3. Accuracy of diagnostic methods
The sensitivity of serum TSH test is 98% and the specificity is 92%. TSH between 0.1-0.45 mIU/L does not easily progress to clinical hypothyroidism; while TSH levels ≥10.0 mIU/L easily progress to the clinical type and require consideration of starting treatment. However, it has limitations in screening for asymptomatic thyroid dysfunctional disease for the following reasons.
(1) There are no accepted guidelines for screening serum TSH levels in subclinical hypothyroidism and hyperthyroidism. Most laboratories use the upper and lower limits of the 95% reference value (0.4-4.5 mIU/L) for TSH abnormalities, with varying methods. However, the threshold is not reliable and evidence of risk of adverse outcomes is lacking.
(2) TSH secretion is influenced by ethnicity/race, gender, and age. For example, 12% of older adults (older than ≥80 years) do not have thyroid disease, but still have TSH above 4.5 mIU/L, so the threshold is not applicable to this population .
(3) TSH secretion is sensitive to other thyroid disorders. For example, TSH is often suppressed during acute onset, and is affected by the drugs dopamine, glucocorticoids, octreotide, etc. and the substance iodine. In addition, adrenal insufficiency, pregnancy, anorexia nervosa, certain autoimmune diseases, and pituitary adenomas can interfere with TSH levels.
(4) TSH levels are influenced by the cycle.
Therefore, the above points indicate that TSH alone is not sufficient to diagnose thyroid disease, but TSH testing is also necessary as a diagnostic method.
4.Treatment
The basic treatment for hypothyroidism is oral T4 monotherapy (levothyroxine sodium), while hyperthyroidism therapy includes antithyroidism (e.g., methimazole) and non-reversible ablative treatments, such as radioactive iodine with surgery.
It is generally accepted that TSH ≤ 0.1 mIU/L, especially in clinical Graves’ disease or nodular disease, requires initiation of therapy. In contrast, the conditions that usually do not require typical treatment are: TSH between 0.1 and 0.45 mIU/L or thyroiditis as the cause.

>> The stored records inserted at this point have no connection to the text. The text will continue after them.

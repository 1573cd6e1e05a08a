//! Assembly instruction wrappers & other low level CPU operations
//!
//! `NOTE:` `core::arch::x86_64` already implements `__cpuid`, `rdtsc` and many others, so use them
//! when needed

use core::{arch::asm, mem::transmute};

use modular_bitfield::prelude::*;

use utils::mem::VirtAddr;

pub mod msr;

/// A CPU register that can be read and written wholesale, independent of any particular field.
pub trait Register: Sized {
    /// Read the current value of the register
    unsafe fn read() -> Self;

    /// Write a value to the register
    unsafe fn write(self);
}

#[derive(Clone, Copy)]
#[bitfield]
#[repr(u64)]
pub struct Rflags {
    pub cf: B1,
    reserved_mbo: B1,
    pub pf: B1,
    reserved_mbz_0: B1,
    pub af: B1,
    reserved_mbz_1: B1,
    pub zf: B1,
    pub sf: B1,
    pub tf: B1,
    pub if_enable: B1,
    pub df: B1,
    pub of: B1,
    pub iopl: B2,
    pub nt: B1,
    reserved_mbz_2: B1,
    pub rf: B1,
    pub vm: B1,
    pub ac: B1,
    pub vif: B1,
    pub vip: B1,
    pub id: B1,
    reserved_mbz_3: B42,
}

/// CR0: basic machine state (protection, paging, cache control).
#[derive(Clone, Copy)]
#[bitfield]
#[repr(u64)]
pub struct Cr0 {
    pub pe: B1,
    pub mp: B1,
    pub em: B1,
    pub ts: B1,
    pub et: B1,
    pub ne: B1,
    reserved_mbz_0: B10,
    pub wp: B1,
    reserved_mbz_1: B1,
    pub am: B1,
    reserved_mbz_2: B10,
    pub nw: B1,
    pub cd: B1,
    pub pg: B1,
    reserved_mbz_3: B32,
}

/// CR2: the faulting linear address left behind by a page fault.
#[derive(Debug, Clone, Copy, PartialEq)]
#[repr(transparent)]
pub struct Cr2(pub u64);

/// CR3: the active page-table root.
#[bitfield]
#[repr(u64)]
pub struct Cr3 {
    reserved_mbz_0: B3,
    pub pwt: B1,
    pub pcd: B1,
    reserved_mbz_1: B7,
    pub top_pml: B52,
}

/// CR4: extended machine state (paging modes, virtualization, protection keys).
#[bitfield]
#[repr(u64)]
pub struct Cr4 {
    pub vme: B1,
    pub pvi: B1,
    pub tsd: B1,
    pub de: B1,
    pub pse: B1,
    pub pae: B1,
    pub mce: B1,
    pub pge: B1,
    pub pce: B1,
    pub osfxsr: B1,
    pub osxmmexcpt: B1,
    pub umip: B1,
    pub la57: B1,
    pub vmxe: B1,
    pub smxe: B1,
    reserved_mbz_0: B1,
    pub fsgsbase: B1,
    pub pcide: B1,
    pub osxsave: B1,
    reserved_mbz_1: B1,
    pub smep: B1,
    pub smap: B1,
    pub pke: B1,
    pub cet: B1,
    pub pks: B1,
    reserved_mbz_2: B39,
}

/// Debug register 6 on AMD CPUs: breakpoint condition bits latched by the last #DB.
#[derive(Clone, Copy)]
#[bitfield]
#[repr(u64)]
pub struct AmdDr6 {
    pub bd0: B1,
    pub bd1: B1,
    pub bd2: B1,
    pub bd3: B1,
    reserved_mbo_0: B7,
    pub bld: B1,
    reserved_mbz_0: B1,
    pub bd: B1,
    pub bs: B1,
    pub bt: B1,
    reserved_mbo_1: B16,
    reserved_mbz_1: B32,
}

/// Debug register 7 on AMD CPUs: breakpoint enable/type/length fields.
#[derive(Clone, Copy)]
#[bitfield]
#[repr(u64)]
pub struct AmdDr7 {
    pub l0: B1,
    pub g0: B1,
    pub l1: B1,
    pub g1: B1,
    pub l2: B1,
    pub g2: B1,
    pub l3: B1,
    pub g3: B1,
    pub le: B1,
    pub ge: B1,
    reserved_mbo: B1,
    reserved_mbz_0: B2,
    pub gd: B1,
    reserved_mbz_1: B2,
    pub ttt_0: B2,
    pub lb_0: B2,
    pub ttt_1: B2,
    pub lb_1: B2,
    pub ttt_2: B2,
    pub lb_2: B2,
    pub ttt_3: B2,
    pub lb_3: B2,
    reserved_mbz_2: B32,
}

/// Clear `RFLAGS.IF` to mask all maskable external interrupts
#[inline]
pub fn cli() {
    unsafe { asm!("cli", options(nostack, nomem)) };
}

/// Set `RFLAGS.IF` to enable handling of external interrupts
#[inline]
pub fn sti() {
    unsafe { asm!("sti", options(nostack, nomem)) };
}

/// Read the time stamp counter.
#[inline(always)]
pub unsafe fn rdtsc() -> u64 {
    let val: u64;
    unsafe {
        asm!(
            "rdtsc",
            "shl rdx, 32",
            "or rax, rdx",
            out("rax") val,
            out("rdx") _,
            options(nostack, nomem),
        )
    };
    val
}

/// Read the current stack pointer
pub fn read_rsp() -> usize {
    let rsp: u64;
    unsafe {
        asm!("mov {:r}, rsp", out(reg) rsp);
    }
    rsp as usize
}

/// Wrapper to read the value of a control register
#[macro_export]
macro_rules! read_cr {
    ($cr:ident) => {{
        #[allow(unused_unsafe)]
        unsafe {
            let value: usize;
            core::arch::asm!(
                concat!("mov {}, ", stringify!($cr)),
                out(reg) value,
                options(nostack, nomem)
            );
            value
        }
    }};
}

/// Wrapper to write a value to a control register
#[macro_export]
macro_rules! write_cr {
    ($cr:ident, $val:expr) => {{
        #[allow(unused_unsafe)]
        unsafe {
            core::arch::asm!(
                concat!("mov ", stringify!($cr), ", {}"),
                in(reg) $val,
                options(nostack, nomem)
            );
        }
    }};
}

impl Register for Rflags {
    unsafe fn read() -> Self {
        let rflags: u64;
        unsafe { asm!("pushfq", "pop {:r}", out(reg) rflags) };
        rflags.into()
    }

    unsafe fn write(self) {
        unsafe { asm!("push {:r}", "popfq", in(reg) transmute::<Self, u64>(self)) };
    }
}

impl Register for Cr0 {
    unsafe fn read() -> Self {
        let value: u64;
        unsafe { asm!("mov {:r}, cr0", out(reg) value) };
        value.into()
    }

    unsafe fn write(self) {
        unsafe { asm!("mov cr0, {:r}", in(reg) transmute::<Self, u64>(self)) };
    }
}

impl Register for Cr2 {
    unsafe fn read() -> Self {
        let value: u64;
        unsafe { asm!("mov {:r}, cr2", out(reg) value) };
        Cr2(value)
    }

    unsafe fn write(self) {
        panic!("CR2 is read-only");
    }
}

impl Register for Cr3 {
    unsafe fn read() -> Self {
        let value: u64;
        unsafe { asm!("mov {:r}, cr3", out(reg) value) };
        value.into()
    }

    unsafe fn write(self) {
        unsafe { asm!("mov cr3, {:r}", in(reg) transmute::<Self, u64>(self)) };
    }
}

impl Register for Cr4 {
    unsafe fn read() -> Self {
        let value: u64;
        unsafe { asm!("mov {:r}, cr4", out(reg) value) };
        value.into()
    }

    unsafe fn write(self) {
        unsafe { asm!("mov cr4, {:r}", in(reg) transmute::<Self, u64>(self)) };
    }
}

impl Register for AmdDr6 {
    unsafe fn read() -> Self {
        let value: u64;
        unsafe { asm!("mov {:r}, dr6", out(reg) value) };
        AmdDr6::from_bytes(value.to_le_bytes())
    }

    unsafe fn write(self) {
        panic!("AMD DR6 is read-only");
    }
}

impl Register for AmdDr7 {
    unsafe fn read() -> Self {
        let value: u64;
        unsafe { asm!("mov {:r}, dr7", out(reg) value) };
        AmdDr7::from_bytes(value.to_le_bytes())
    }

    unsafe fn write(self) {
        unsafe { asm!("mov dr7, {:r}", in(reg) transmute::<Self, u64>(self)) };
    }
}

impl From<VirtAddr> for Cr3 {
    fn from(value: VirtAddr) -> Self {
        let mut cr3 = Cr3::new();
        cr3.set_top_pml((value.0 as u64) >> 12);
        cr3
    }
}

There is no evidence that subclinical hypothyroidism treatment has a beneficial effect on blood pressure, BMI, lipids, cognitive function or quality of life, but it has a long-term effect on ultimate quality of survival, reducing the risk of fracture, cardiovascular and cancer-related complications and mortality.
The USPSTF believes that false-positive results, overdiagnosis, and treatment are important disadvantages in thyroid preventive screening and need to be minimally controlled.